The acquisition is based on an agreed market value of Westgate at $1.13 billion ($2,746 psf).
Upon completion of the proposed acquisition, CMT will own 100% of Westgate.
The sale will generate for CapitaLand proceeds of about $397.6 million and a net gain of about $99.2 million.
Opened in Dec 2013, Westgate is the retail component of an integrated retail and office development in Jurong Lake District.
As at July 31, Westgate has a committed occupancy of 98.0%.
CMT will fund the acquisition through debt or a combination of debt and equity funding, according to market conditions.

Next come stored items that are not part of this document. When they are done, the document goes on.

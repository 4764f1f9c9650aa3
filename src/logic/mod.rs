//! Cup business logic: setup, bracket progression, match resolution, minigame.

mod bracket;
mod minigame;
mod quick_match;
mod resolver;
mod setup;

pub use bracket::{advance_cup, pending_player_match, report_player_match_result, Advance};
pub use minigame::{
    Minigame, MinigameResult, MinigameStatus, BAR_SPEEDS, TARGET_START_RANGE, TARGET_ZONE_WIDTH,
    TRACK_MAX, TRACK_MIN,
};
pub use quick_match::{QuickMatch, QuickMatchStatus};
pub use resolver::{RandomResolver, SkillMinigameResolver};
pub use setup::initialize_cup;
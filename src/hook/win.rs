use super::{HookEventSource, HookHandler};
use crate::clock::SystemClock;
use crate::event::{MouseButton, Point};
use crate::instance;
use anyhow::anyhow;
use std::sync::mpsc;
use std::sync::Arc;
use std::thread::JoinHandle;
use std::time::Duration;
use windows::Win32::Foundation::{LPARAM, LRESULT, WPARAM};
use windows::Win32::System::LibraryLoader::GetModuleHandleW;
use windows::Win32::System::Threading::GetCurrentThreadId;
use windows::Win32::UI::WindowsAndMessaging::{
    CallNextHookEx, DispatchMessageW, GetMessageW, PeekMessageW, PostThreadMessageW,
    SetWindowsHookExW, TranslateMessage, UnhookWindowsHookEx, HC_ACTION, HHOOK, MSG,
    MSLLHOOKSTRUCT, PM_NOREMOVE, WH_MOUSE_LL, WM_LBUTTONDOWN, WM_LBUTTONUP, WM_MOUSEMOVE,
    WM_QUIT, WM_RBUTTONDOWN, WM_RBUTTONUP,
};

const INSTALL_TIMEOUT: Duration = Duration::from_secs(2);

struct HookThread {
    thread_id: u32,
    join: JoinHandle<()>,
}

impl HookThread {
    /// Ask the message loop to exit and wait for it. The hook is removed on
    /// the way out.
    fn shut_down(self) -> anyhow::Result<()> {
        unsafe {
            let _ = PostThreadMessageW(self.thread_id, WM_QUIT, WPARAM(0), LPARAM(0));
        }
        self.join
            .join()
            .map_err(|_| anyhow!("pointer hook thread panicked"))
    }
}

/// `WH_MOUSE_LL` adapter. The hook lives on a dedicated thread running a
/// message loop; the hook procedure forwards to the handler published in the
/// process instance slot.
#[derive(Default)]
pub struct WindowsHookSource {
    hook_thread: Option<HookThread>,
}

impl HookEventSource for WindowsHookSource {
    fn install(&mut self, _handler: Arc<dyn HookHandler>) -> anyhow::Result<()> {
        if self.hook_thread.is_some() {
            return Ok(());
        }
        if instance::active_id().is_none() {
            return Err(anyhow!("no active monitor to receive pointer events"));
        }

        let (id_tx, id_rx) = mpsc::sync_channel::<u32>(1);
        let (hooked_tx, hooked_rx) = mpsc::sync_channel::<anyhow::Result<()>>(1);
        let join = std::thread::Builder::new()
            .name("dragwatch-hook".into())
            .spawn(move || run_hook_thread(id_tx, hooked_tx))?;

        // The id is sent before anything that can stall, so a closed channel
        // means the thread is already gone.
        let Ok(thread_id) = id_rx.recv() else {
            let _ = join.join();
            return Err(anyhow!("pointer hook thread exited during startup"));
        };
        let thread = HookThread { thread_id, join };

        match hooked_rx.recv_timeout(INSTALL_TIMEOUT) {
            Ok(Ok(())) => {
                tracing::debug!(thread_id, "pointer hook installed");
                self.hook_thread = Some(thread);
                Ok(())
            }
            Ok(Err(err)) => {
                thread.shut_down()?;
                Err(err)
            }
            Err(_) => {
                // A hook that lands late still sees the queued WM_QUIT.
                tracing::warn!(thread_id, "pointer hook install timed out");
                thread.shut_down()?;
                Err(anyhow!(
                    "pointer hook not installed within {INSTALL_TIMEOUT:?}"
                ))
            }
        }
    }

    fn uninstall(&mut self) -> anyhow::Result<()> {
        if let Some(thread) = self.hook_thread.take() {
            thread.shut_down()?;
            tracing::debug!("pointer hook removed");
        }
        Ok(())
    }

    fn is_installed(&self) -> bool {
        self.hook_thread.is_some()
    }
}

fn run_hook_thread(id_tx: mpsc::SyncSender<u32>, hooked_tx: mpsc::SyncSender<anyhow::Result<()>>) {
    // Create the message queue before the id escapes so WM_QUIT can't be lost.
    let mut msg = MSG::default();
    unsafe {
        let _ = PeekMessageW(&mut msg, None, 0, 0, PM_NOREMOVE);
    }
    if id_tx.send(unsafe { GetCurrentThreadId() }).is_err() {
        return;
    }

    let hook = match install_mouse_hook() {
        Ok(hook) => hook,
        Err(err) => {
            let _ = hooked_tx.send(Err(err));
            return;
        }
    };
    let _ = hooked_tx.send(Ok(()));

    pump_messages(&mut msg);
    unsafe {
        let _ = UnhookWindowsHookEx(hook);
    }
}

fn install_mouse_hook() -> anyhow::Result<HHOOK> {
    let module = unsafe { GetModuleHandleW(None) }?;
    let hook = unsafe { SetWindowsHookExW(WH_MOUSE_LL, Some(mouse_hook_proc), module, 0) }?;
    if hook.0.is_null() {
        return Err(anyhow!(windows::core::Error::from_win32()));
    }
    Ok(hook)
}

/// Runs until WM_QUIT or a GetMessageW failure.
fn pump_messages(msg: &mut MSG) {
    loop {
        let status = unsafe { GetMessageW(msg, None, 0, 0) };
        if status.0 == 0 || status.0 == -1 {
            break;
        }
        unsafe {
            let _ = TranslateMessage(msg);
            DispatchMessageW(msg);
        }
    }
}

unsafe extern "system" fn mouse_hook_proc(n_code: i32, w_param: WPARAM, l_param: LPARAM) -> LRESULT {
    if n_code == HC_ACTION as i32 {
        let info = &*(l_param.0 as *const MSLLHOOKSTRUCT);
        let point = Point::new(f64::from(info.pt.x), f64::from(info.pt.y));
        let time_ms = SystemClock::now();

        match w_param.0 as u32 {
            WM_MOUSEMOVE => {
                instance::with_active(|h| h.on_move(point, time_ms));
            }
            WM_LBUTTONDOWN => {
                instance::with_active(|h| h.on_button_down(MouseButton::Left, point, time_ms));
            }
            WM_LBUTTONUP => {
                instance::with_active(|h| h.on_button_up(MouseButton::Left, point, time_ms));
            }
            WM_RBUTTONDOWN => {
                instance::with_active(|h| h.on_button_down(MouseButton::Right, point, time_ms));
            }
            WM_RBUTTONUP => {
                instance::with_active(|h| h.on_button_up(MouseButton::Right, point, time_ms));
            }
            _ => {}
        }
    }

    CallNextHookEx(HHOOK(std::ptr::null_mut()), n_code, w_param, l_param)
}

#[cfg(test)]
mod tests {
    use super::*;
    use std::time::Instant;

    #[test]
    fn quit_posted_before_a_slow_start_still_stops_the_thread() {
        let (id_tx, id_rx) = mpsc::sync_channel::<u32>(1);
        let join = std::thread::spawn(move || {
            let mut msg = MSG::default();
            unsafe {
                let _ = PeekMessageW(&mut msg, None, 0, 0, PM_NOREMOVE);
            }
            id_tx.send(unsafe { GetCurrentThreadId() }).unwrap();
            // Stands in for a SetWindowsHookExW call that outlives the timeout.
            std::thread::sleep(Duration::from_millis(200));
            pump_messages(&mut msg);
        });
        let thread = HookThread {
            thread_id: id_rx.recv().unwrap(),
            join,
        };

        let started = Instant::now();
        thread.shut_down().unwrap();
        assert!(started.elapsed() < INSTALL_TIMEOUT);
    }

    #[test]
    fn uninstall_without_install_is_a_no_op() {
        let mut source = WindowsHookSource::default();
        assert!(!source.is_installed());
        source.uninstall().unwrap();
    }
}
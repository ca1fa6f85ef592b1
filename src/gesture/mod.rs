//! File-drag detection: per-gesture state, the file provider seam and the
//! state machine that ties them together.

pub mod detector;
pub mod files;
pub mod state;

pub use detector::{Confirmation, DragThresholds, GestureDetector, GesturePhase};
pub use files::{DraggedFileEntry, FileListProvider, NoFiles};
pub use state::{DragState, Trajectory};
use super::ordering::{self, acquire_fence, release_fence};
use std::cell::UnsafeCell;
use std::hint;
use std::ops::{Deref, DerefMut};
use std::sync::atomic::AtomicBool;

const BACKOFF_INIT: u32 = 4;
const BACKOFF_MAX: u32 = 256;

/// Spinlock with exponential backoff for O(1) critical sections on the
/// producer thread, where an OS mutex could park the hook callback.
///
/// Hold times must stay short and bounded: nothing inside the guard may
/// allocate unboundedly, log, or call out to collaborators.
pub struct SpinLock<T> {
    locked: AtomicBool,
    value: UnsafeCell<T>,
}

unsafe impl<T: Send> Send for SpinLock<T> {}
unsafe impl<T: Send> Sync for SpinLock<T> {}

impl<T> SpinLock<T> {
    pub const fn new(value: T) -> Self {
        Self {
            locked: AtomicBool::new(false),
            value: UnsafeCell::new(value),
        }
    }

    pub fn lock(&self) -> SpinLockGuard<'_, T> {
        let mut backoff = BACKOFF_INIT;
        loop {
            if self
                .locked
                .compare_exchange_weak(false, true, ordering::RMW, ordering::RMW_FAILURE)
                .is_ok()
            {
                acquire_fence();
                return SpinLockGuard { lock: self };
            }
            for _ in 0..backoff {
                hint::spin_loop();
            }
            backoff = (backoff * 2).min(BACKOFF_MAX);
        }
    }

    pub fn try_lock(&self) -> Option<SpinLockGuard<'_, T>> {
        self.locked
            .compare_exchange(false, true, ordering::RMW, ordering::RMW_FAILURE)
            .ok()
            .map(|_| {
                acquire_fence();
                SpinLockGuard { lock: self }
            })
    }

    pub fn into_inner(self) -> T {
        self.value.into_inner()
    }
}

impl<T: Default> Default for SpinLock<T> {
    fn default() -> Self {
        Self::new(T::default())
    }
}

pub struct SpinLockGuard<'a, T> {
    lock: &'a SpinLock<T>,
}

impl<T> Deref for SpinLockGuard<'_, T> {
    type Target = T;

    fn deref(&self) -> &T {
        // SAFETY: the guard proves exclusive ownership of the lock.
        unsafe { &*self.lock.value.get() }
    }
}

impl<T> DerefMut for SpinLockGuard<'_, T> {
    fn deref_mut(&mut self) -> &mut T {
        // SAFETY: the guard proves exclusive ownership of the lock.
        unsafe { &mut *self.lock.value.get() }
    }
}

impl<T> Drop for SpinLockGuard<'_, T> {
    fn drop(&mut self) {
        release_fence();
        self.lock.locked.store(false, ordering::STORE);
    }
}

#[cfg(test)]
mod tests {
    use super::*;
    use std::sync::Arc;
    use std::thread;

    #[test]
    fn try_lock_fails_while_held() {
        let lock = SpinLock::new(0u32);
        let guard = lock.lock();
        assert!(lock.try_lock().is_none());
        drop(guard);
        assert!(lock.try_lock().is_some());
    }

    #[test]
    fn counts_are_exact_under_contention() {
        let lock = Arc::new(SpinLock::new(0u64));
        let handles: Vec<_> = (0..4)
            .map(|_| {
                let lock = Arc::clone(&lock);
                thread::spawn(move || {
                    for _ in 0..10_000 {
                        *lock.lock() += 1;
                    }
                })
            })
            .collect();
        for handle in handles {
            handle.join().unwrap();
        }
        assert_eq!(*lock.lock(), 40_000);
    }
}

As CapitaLand is a controlling unitholder of CMT, the acquisition is an interested party transaction (IPT) under the listing rules of the Singapore Exchange and as the value of the acquisition exceeds 5% of CMT’s latest audited net tangible assets, the acquisition is subject to the approval of CMT’s unitholders at an extraordinary general meeting.
The transaction, which is conditional upon CMT unitholders’ approval, is expected to be completed in 4Q18.
At $2,746 psf, the acquisition price is “attractive” for an asset of Westgate’s quality, says Tony Tan, CEO of CMT’s manager CapitaLand Mall Trust Management Limited in the press release.
In terms of gross revenue, the proportion of CMT’s portfolio focused on necessity shopping would have increased from 79.1% to 80.3% with the proposed acquisition, he adds.
In addition, the maximum contribution by any single property to CMT’s portfolio gross revenue would also decrease to 11.1% from 11.8%.
Year to date, units of CMT are up just 1 cent at $2.17 on Monday.